▶ **Your instructions**
Lines with the word "registry": copy all of them from the entries below.

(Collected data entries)
# # # #
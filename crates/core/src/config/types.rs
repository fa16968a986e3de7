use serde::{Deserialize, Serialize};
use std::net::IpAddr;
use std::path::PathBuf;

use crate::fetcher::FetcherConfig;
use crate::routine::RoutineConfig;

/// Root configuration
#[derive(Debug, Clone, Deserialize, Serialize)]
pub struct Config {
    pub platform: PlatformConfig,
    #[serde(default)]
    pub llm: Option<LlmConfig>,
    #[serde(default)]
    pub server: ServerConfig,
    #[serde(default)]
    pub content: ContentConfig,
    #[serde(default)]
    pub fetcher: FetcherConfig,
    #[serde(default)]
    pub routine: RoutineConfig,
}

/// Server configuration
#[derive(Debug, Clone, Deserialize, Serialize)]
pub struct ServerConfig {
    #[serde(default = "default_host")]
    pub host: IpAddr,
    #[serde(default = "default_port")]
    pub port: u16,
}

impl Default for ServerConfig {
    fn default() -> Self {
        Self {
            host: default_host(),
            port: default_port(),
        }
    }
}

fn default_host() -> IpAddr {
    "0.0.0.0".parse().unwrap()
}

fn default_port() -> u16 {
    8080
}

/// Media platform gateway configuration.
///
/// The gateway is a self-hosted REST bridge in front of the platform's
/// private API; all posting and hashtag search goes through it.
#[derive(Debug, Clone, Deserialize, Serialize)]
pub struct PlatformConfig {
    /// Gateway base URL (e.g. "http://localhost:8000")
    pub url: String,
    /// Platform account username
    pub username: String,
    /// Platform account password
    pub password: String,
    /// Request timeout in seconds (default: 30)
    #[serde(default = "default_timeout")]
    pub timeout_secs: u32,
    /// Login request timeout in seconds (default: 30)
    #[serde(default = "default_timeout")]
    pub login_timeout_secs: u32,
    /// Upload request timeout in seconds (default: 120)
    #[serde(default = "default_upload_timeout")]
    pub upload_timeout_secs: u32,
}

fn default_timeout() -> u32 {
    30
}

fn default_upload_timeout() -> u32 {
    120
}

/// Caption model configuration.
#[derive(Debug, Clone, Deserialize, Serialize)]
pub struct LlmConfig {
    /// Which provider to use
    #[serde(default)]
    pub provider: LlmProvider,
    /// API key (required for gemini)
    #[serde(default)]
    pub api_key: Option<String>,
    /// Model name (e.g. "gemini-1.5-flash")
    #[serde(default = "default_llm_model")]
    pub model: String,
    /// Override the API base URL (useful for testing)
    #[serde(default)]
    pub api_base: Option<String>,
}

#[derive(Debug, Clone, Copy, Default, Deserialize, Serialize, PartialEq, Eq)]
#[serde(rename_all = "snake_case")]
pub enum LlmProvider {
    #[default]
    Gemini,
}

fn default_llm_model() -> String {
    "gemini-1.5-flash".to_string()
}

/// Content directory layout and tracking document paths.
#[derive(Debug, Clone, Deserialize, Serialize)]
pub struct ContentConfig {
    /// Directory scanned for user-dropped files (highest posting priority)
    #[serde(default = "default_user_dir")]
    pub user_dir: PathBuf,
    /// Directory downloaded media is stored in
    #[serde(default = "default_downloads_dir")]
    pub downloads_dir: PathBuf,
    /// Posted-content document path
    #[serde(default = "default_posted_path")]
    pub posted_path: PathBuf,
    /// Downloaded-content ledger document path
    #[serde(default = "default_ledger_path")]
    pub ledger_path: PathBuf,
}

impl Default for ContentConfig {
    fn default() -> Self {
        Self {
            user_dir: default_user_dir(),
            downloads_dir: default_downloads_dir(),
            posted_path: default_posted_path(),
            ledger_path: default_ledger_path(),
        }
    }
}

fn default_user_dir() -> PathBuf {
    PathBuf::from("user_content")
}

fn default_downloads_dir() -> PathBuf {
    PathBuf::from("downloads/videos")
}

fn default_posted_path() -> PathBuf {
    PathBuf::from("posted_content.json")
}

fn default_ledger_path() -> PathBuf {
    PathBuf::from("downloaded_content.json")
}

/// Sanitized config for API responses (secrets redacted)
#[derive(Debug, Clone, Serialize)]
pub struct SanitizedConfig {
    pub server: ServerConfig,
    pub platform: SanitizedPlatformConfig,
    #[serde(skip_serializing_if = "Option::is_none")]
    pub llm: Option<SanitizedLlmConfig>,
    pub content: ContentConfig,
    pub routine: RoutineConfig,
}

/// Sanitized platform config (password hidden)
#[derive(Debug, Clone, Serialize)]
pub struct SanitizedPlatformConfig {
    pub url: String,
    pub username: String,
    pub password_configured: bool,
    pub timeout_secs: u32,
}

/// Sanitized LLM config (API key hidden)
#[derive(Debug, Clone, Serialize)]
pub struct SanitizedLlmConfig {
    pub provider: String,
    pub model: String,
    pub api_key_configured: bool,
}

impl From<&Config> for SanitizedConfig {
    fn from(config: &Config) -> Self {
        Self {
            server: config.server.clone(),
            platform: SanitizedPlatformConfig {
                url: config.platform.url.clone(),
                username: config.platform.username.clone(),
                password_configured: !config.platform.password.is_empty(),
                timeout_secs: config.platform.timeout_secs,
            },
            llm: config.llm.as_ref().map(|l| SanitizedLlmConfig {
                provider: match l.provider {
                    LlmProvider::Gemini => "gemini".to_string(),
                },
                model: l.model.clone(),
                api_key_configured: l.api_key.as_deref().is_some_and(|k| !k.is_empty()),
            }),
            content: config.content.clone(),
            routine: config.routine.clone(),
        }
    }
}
# # # #
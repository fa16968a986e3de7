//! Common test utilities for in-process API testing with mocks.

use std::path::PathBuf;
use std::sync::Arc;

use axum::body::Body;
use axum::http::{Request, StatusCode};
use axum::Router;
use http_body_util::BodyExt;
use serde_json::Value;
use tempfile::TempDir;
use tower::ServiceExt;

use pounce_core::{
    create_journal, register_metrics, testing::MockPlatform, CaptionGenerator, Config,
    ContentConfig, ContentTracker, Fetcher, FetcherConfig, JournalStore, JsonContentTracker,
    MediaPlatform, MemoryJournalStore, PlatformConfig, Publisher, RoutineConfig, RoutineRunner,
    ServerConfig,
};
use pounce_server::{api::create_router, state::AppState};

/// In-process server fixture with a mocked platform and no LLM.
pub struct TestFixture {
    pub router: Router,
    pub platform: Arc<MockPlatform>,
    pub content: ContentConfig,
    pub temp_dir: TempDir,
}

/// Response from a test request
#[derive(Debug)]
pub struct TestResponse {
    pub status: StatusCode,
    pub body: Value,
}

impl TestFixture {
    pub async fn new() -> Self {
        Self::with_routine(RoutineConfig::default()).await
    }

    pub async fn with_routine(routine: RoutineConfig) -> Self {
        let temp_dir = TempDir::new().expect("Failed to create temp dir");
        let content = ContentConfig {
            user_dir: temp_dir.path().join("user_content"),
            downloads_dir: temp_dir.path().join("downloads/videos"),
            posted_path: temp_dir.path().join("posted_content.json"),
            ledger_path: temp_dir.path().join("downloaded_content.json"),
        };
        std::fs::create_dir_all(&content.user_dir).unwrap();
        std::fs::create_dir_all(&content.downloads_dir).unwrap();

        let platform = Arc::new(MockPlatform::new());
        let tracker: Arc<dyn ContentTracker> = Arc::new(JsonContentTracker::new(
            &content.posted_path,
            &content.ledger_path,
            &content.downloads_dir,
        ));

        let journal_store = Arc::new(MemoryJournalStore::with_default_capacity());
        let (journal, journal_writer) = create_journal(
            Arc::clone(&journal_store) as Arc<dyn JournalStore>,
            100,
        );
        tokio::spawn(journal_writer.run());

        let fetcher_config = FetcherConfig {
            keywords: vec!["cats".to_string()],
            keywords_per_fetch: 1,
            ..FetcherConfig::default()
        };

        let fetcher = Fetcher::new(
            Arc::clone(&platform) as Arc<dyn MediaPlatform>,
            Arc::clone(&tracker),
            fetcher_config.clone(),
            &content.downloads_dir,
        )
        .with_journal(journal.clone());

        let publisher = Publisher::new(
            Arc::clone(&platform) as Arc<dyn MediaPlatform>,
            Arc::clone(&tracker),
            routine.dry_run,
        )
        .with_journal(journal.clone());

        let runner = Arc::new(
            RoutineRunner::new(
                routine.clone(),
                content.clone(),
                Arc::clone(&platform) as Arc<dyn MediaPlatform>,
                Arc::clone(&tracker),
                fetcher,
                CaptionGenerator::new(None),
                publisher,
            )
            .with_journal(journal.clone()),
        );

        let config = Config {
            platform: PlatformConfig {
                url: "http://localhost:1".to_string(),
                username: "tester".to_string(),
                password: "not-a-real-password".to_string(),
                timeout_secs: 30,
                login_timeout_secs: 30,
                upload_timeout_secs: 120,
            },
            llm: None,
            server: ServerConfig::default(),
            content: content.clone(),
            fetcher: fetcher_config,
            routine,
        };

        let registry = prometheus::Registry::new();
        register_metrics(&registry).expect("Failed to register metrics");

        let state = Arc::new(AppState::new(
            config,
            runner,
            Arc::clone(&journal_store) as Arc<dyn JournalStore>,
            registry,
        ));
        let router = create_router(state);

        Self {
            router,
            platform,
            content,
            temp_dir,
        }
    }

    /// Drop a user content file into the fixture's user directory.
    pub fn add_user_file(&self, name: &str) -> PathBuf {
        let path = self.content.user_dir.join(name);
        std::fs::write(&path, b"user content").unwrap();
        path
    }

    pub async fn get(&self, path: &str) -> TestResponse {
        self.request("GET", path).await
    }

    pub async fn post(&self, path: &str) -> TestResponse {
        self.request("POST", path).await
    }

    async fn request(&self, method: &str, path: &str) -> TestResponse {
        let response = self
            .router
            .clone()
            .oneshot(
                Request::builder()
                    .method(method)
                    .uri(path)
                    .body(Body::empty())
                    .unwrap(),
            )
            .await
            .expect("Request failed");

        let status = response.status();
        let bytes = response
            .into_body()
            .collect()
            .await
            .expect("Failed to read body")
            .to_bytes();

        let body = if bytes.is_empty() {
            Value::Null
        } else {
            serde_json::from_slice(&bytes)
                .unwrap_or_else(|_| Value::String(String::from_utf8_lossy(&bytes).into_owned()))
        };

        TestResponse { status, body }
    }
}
# # # #
▶ **Finished task**
        let registry = prometheus::Registry::new();
        register_metrics(&registry).expect("Failed to register metrics");
            registry,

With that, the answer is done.